Nostalgia then is a home away from home–one that acknowledges our love for a past that can never be retrieved: but one that also reminds us how all that we’ve felt, believed, and longed for along our path of life remain as meaningful as ever even if configured differently through the years.
It is knowing we contain multitudes of our past selves. And that somehow, some way, we’ve managed to weather all the storms we’ve encountered to move onto the next phase of life even when we long for the past.
I recall thinking to myself after writing these paragraphs, with its references to important thinkers across the centuries, that I had knocked it out of the park. It was the first time I had felt something so strongly since writing my senior AP English thesis in high school decades ago — the last time I had written anything remotely resembling a personal essay to be read by others. It was the time that the teacher wrote, “This is the best senior thesis I’ve read in 20 years.”
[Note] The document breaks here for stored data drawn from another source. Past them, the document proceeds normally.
use mst_replacement::prelude::*;

use super::strategy::*;

use proptest::{prop_assert, prop_assert_eq, proptest};

fn example_edges() -> Vec<Edge<i32>> {
    vec![
        Edge::new(0, 1, 2),
        Edge::new(0, 3, 6),
        Edge::new(1, 2, 3),
        Edge::new(1, 3, 8),
        Edge::new(1, 4, 5),
        Edge::new(2, 4, 7),
        Edge::new(3, 4, 9),
    ]
}

#[test]
fn test_example_tree() {
    let tree = build_mst(5, &example_edges());
    let expected = vec![
        Edge::new(0, 1, 2),
        Edge::new(1, 2, 3),
        Edge::new(1, 4, 5),
        Edge::new(0, 3, 6),
    ];
    assert_eq!(tree.edges(), &expected[..]);
    assert_eq!(tree.total_weight(), 16);
}

#[test]
fn test_graph_delegates_to_kruskal() {
    let graph = Graph::new(5, example_edges()).expect("endpoints in range");
    assert_eq!(
        graph.minimum_spanning_tree(),
        build_mst(5, graph.edges())
    );
}

#[test]
fn test_disconnected_graph_gives_forest() {
    let edges = vec![Edge::new(0, 1, 4), Edge::new(2, 3, 1)];
    let tree = build_mst(5, &edges);
    assert_eq!(tree.edges(), &[Edge::new(2, 3, 1), Edge::new(0, 1, 4)]);
    assert_eq!(find_components(5, tree.edges()).len(), 3);
}

proptest! {
    #[test]
    fn test_weight_is_minimal((n, edges) in connected_graph_strategy()) {
        let tree = build_mst(n, &edges);
        prop_assert_eq!(Some(tree.total_weight()), brute_force_mst_weight(n, &edges));
    }

    #[test]
    fn test_connected_gives_spanning_tree((n, edges) in connected_graph_strategy()) {
        let tree = build_mst(n, &edges);
        prop_assert!(is_spanning_tree(n, tree.edges()));
    }

    #[test]
    fn test_forest_size((n, edges) in graph_strategy()) {
        let tree = build_mst(n, &edges);
        let k = find_components(n, &edges).len();
        prop_assert!(is_acyclic(n, tree.edges()));
        prop_assert_eq!(tree.len(), n - k);
    }

    #[test]
    fn test_accepted_in_weight_order((n, edges) in graph_strategy()) {
        let tree = build_mst(n, &edges);
        prop_assert!(tree.edges().windows(2).all(|w| w[0].weight <= w[1].weight));
    }
}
I should add that the boost did not come immediately. Even as I felt slightly disappointed not to be notified of one the next day, I shrugged it aside. Maybe I may not get one now, I thought to myself, but I’m pretty damn sure I will get one for another piece. I am that good! (This is why I don’t believe in imposter syndrome: you’re either good or you’re not — but I’ll save this for another story!) In fact, the boost came two days after that for the following piece written two weeks later for Middle-Pause.